WORK REQUIRED: Only the lines holding the string "username" are needed; copy each of them from the data.

---------- DATA FOR THIS EXERCISE ----------

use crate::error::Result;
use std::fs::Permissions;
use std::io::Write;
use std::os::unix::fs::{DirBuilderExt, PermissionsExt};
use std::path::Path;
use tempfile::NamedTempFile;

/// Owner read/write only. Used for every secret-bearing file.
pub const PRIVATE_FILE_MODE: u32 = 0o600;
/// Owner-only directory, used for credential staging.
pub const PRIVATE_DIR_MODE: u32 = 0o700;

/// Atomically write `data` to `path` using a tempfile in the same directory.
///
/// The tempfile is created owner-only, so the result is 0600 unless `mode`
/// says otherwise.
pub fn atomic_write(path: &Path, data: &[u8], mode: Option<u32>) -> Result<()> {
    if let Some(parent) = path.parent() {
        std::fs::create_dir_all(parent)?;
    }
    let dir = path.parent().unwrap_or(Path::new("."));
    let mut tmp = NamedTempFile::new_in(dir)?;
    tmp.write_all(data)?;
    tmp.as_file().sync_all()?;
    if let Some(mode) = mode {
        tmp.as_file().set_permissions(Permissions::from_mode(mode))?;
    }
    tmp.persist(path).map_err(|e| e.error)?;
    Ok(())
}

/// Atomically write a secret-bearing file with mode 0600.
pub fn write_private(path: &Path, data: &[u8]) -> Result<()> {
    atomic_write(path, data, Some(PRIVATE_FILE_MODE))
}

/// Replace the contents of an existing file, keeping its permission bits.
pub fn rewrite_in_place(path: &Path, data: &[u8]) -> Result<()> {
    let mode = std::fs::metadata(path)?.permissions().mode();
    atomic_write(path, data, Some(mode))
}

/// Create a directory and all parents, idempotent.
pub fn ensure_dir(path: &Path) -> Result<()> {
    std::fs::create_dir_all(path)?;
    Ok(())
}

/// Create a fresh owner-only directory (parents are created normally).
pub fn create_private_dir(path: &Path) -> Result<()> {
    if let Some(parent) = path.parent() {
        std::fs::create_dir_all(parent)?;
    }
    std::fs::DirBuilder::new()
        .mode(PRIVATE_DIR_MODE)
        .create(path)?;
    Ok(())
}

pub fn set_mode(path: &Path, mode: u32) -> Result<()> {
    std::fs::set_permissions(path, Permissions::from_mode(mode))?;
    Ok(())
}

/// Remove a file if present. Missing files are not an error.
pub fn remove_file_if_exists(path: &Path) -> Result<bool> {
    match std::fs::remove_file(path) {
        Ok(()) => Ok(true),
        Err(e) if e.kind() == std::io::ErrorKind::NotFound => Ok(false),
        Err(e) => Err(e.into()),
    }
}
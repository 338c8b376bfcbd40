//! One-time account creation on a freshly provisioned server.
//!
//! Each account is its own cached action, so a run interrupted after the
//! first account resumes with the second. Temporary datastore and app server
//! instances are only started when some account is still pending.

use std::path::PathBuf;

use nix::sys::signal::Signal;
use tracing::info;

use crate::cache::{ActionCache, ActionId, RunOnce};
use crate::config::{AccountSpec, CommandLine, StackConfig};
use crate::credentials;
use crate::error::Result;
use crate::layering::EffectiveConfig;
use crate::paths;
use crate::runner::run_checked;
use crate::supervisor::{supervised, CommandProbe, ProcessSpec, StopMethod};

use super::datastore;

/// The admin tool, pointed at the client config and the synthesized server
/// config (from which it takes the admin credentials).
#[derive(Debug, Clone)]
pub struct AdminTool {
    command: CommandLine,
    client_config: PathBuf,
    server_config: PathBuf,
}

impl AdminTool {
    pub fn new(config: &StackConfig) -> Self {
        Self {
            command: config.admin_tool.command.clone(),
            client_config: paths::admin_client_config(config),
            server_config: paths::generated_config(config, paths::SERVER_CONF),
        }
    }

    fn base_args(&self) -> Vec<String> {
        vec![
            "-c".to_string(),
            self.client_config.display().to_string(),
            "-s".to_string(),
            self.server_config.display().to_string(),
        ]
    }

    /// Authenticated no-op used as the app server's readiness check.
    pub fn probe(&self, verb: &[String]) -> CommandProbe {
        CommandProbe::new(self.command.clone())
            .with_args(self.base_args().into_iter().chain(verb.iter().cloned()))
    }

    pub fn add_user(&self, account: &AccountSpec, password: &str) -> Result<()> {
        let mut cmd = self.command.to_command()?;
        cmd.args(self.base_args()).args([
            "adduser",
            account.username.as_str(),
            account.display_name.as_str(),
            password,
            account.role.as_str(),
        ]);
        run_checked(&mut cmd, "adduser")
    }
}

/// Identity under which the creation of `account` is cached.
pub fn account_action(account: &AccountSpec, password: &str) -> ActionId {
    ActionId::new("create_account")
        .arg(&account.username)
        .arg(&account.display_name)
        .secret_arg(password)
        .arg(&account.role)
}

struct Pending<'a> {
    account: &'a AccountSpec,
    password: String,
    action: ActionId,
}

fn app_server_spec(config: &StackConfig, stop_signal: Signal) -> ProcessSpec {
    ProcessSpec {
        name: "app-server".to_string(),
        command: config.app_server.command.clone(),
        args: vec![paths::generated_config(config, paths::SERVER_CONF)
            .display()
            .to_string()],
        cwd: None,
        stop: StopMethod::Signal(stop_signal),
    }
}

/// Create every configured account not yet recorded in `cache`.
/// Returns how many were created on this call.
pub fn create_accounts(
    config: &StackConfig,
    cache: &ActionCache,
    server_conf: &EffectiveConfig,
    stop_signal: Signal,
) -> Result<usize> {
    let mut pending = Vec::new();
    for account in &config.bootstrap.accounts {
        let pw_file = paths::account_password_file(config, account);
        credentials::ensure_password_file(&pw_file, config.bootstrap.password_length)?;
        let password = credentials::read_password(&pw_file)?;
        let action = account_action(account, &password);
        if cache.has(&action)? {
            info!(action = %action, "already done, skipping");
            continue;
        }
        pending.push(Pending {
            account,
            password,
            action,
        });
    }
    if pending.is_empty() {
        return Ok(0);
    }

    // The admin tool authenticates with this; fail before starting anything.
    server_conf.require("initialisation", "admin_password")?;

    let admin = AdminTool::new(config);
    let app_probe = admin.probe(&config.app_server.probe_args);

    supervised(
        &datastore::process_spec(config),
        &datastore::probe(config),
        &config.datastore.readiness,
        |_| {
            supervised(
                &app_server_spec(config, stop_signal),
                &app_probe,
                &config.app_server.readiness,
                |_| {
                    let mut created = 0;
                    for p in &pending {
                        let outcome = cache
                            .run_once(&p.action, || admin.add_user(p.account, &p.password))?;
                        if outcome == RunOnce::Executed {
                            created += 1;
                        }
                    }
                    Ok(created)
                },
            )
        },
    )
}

----------
---------- DATA FOR THIS EXERCISE ----------

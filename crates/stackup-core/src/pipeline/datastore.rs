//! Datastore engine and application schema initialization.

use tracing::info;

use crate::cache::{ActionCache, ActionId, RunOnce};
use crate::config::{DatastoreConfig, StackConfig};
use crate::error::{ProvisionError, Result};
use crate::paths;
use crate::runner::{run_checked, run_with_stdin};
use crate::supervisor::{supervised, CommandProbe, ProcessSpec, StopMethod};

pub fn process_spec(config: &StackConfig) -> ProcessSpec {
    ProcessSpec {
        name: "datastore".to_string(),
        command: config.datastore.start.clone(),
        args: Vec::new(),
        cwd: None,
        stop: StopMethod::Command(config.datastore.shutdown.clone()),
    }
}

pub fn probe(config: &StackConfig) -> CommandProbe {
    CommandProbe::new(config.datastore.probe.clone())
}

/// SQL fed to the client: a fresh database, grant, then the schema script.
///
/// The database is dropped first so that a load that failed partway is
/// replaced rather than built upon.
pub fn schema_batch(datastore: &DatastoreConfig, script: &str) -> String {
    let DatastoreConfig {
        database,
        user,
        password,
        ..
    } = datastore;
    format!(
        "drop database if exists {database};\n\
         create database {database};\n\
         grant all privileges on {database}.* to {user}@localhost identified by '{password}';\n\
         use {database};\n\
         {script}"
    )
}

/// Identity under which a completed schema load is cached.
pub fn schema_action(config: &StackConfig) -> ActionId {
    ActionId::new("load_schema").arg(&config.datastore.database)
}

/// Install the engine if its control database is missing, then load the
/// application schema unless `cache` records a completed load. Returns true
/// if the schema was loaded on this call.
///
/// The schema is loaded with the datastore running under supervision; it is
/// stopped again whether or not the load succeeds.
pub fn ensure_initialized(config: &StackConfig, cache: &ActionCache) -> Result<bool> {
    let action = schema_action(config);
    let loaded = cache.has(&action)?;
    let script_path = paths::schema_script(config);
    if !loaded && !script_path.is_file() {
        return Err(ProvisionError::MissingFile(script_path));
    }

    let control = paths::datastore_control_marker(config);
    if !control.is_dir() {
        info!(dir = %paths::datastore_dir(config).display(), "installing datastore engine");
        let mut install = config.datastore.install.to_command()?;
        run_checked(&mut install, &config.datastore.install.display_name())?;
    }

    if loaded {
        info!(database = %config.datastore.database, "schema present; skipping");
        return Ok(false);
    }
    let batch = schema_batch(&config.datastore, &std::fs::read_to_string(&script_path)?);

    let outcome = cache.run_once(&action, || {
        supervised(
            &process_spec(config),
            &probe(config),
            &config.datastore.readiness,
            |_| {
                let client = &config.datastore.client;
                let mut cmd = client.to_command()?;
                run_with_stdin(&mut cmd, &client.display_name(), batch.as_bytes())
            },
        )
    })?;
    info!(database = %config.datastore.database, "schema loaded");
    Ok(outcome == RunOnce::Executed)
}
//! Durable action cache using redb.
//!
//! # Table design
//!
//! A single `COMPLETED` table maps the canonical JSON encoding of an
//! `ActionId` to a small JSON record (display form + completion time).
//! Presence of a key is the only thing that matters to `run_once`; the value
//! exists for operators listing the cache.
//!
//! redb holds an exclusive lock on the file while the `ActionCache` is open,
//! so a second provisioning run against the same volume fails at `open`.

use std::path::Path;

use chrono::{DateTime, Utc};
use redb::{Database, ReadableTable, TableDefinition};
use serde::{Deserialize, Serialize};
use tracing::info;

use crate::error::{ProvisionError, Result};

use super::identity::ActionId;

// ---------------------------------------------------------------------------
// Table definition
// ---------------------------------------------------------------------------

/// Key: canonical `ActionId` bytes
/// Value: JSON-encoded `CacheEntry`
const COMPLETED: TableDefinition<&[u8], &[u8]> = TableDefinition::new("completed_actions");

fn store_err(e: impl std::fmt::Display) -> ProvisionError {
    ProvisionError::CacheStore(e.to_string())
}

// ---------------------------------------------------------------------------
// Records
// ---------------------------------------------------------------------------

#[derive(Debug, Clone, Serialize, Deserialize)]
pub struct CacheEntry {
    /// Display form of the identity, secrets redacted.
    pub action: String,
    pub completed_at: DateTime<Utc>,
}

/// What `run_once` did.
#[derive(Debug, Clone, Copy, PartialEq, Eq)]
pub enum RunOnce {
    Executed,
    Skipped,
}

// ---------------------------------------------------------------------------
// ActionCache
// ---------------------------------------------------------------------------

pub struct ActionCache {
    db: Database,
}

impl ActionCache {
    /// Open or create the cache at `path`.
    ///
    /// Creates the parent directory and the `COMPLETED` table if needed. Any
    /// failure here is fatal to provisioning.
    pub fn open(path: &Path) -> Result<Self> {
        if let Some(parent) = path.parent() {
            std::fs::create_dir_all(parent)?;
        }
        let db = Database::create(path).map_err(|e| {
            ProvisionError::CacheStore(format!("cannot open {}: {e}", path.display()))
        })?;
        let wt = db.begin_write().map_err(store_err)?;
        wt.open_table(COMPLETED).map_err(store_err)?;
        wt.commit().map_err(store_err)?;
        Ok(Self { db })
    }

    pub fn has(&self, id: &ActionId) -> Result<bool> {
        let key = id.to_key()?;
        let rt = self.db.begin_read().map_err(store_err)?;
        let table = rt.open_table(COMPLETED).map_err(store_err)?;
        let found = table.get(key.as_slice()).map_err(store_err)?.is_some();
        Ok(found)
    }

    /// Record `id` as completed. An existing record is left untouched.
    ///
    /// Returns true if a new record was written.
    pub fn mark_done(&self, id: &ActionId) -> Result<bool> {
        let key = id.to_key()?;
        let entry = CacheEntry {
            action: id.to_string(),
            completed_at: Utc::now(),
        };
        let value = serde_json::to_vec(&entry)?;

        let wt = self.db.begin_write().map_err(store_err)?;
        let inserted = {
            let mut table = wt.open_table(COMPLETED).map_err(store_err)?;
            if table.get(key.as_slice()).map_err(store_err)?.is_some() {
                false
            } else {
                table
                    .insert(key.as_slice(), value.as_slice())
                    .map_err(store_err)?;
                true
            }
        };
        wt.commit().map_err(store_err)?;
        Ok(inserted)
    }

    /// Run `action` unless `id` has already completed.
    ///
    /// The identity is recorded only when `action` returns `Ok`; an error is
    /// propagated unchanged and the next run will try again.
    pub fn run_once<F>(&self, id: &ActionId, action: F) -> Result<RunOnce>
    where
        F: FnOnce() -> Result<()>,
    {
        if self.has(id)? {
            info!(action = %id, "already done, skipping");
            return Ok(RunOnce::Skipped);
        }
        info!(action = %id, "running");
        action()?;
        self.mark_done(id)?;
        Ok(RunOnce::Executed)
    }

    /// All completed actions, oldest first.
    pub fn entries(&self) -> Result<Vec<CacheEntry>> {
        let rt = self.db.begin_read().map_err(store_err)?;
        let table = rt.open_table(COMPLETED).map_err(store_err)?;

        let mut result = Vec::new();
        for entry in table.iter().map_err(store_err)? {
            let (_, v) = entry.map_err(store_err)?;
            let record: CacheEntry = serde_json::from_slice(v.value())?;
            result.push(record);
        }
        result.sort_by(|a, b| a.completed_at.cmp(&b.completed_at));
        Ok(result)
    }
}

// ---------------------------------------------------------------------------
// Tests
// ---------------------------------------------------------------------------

----------

REPLY TO THE EXERCISE:
            account.username.as_str(),
        .arg(&account.username)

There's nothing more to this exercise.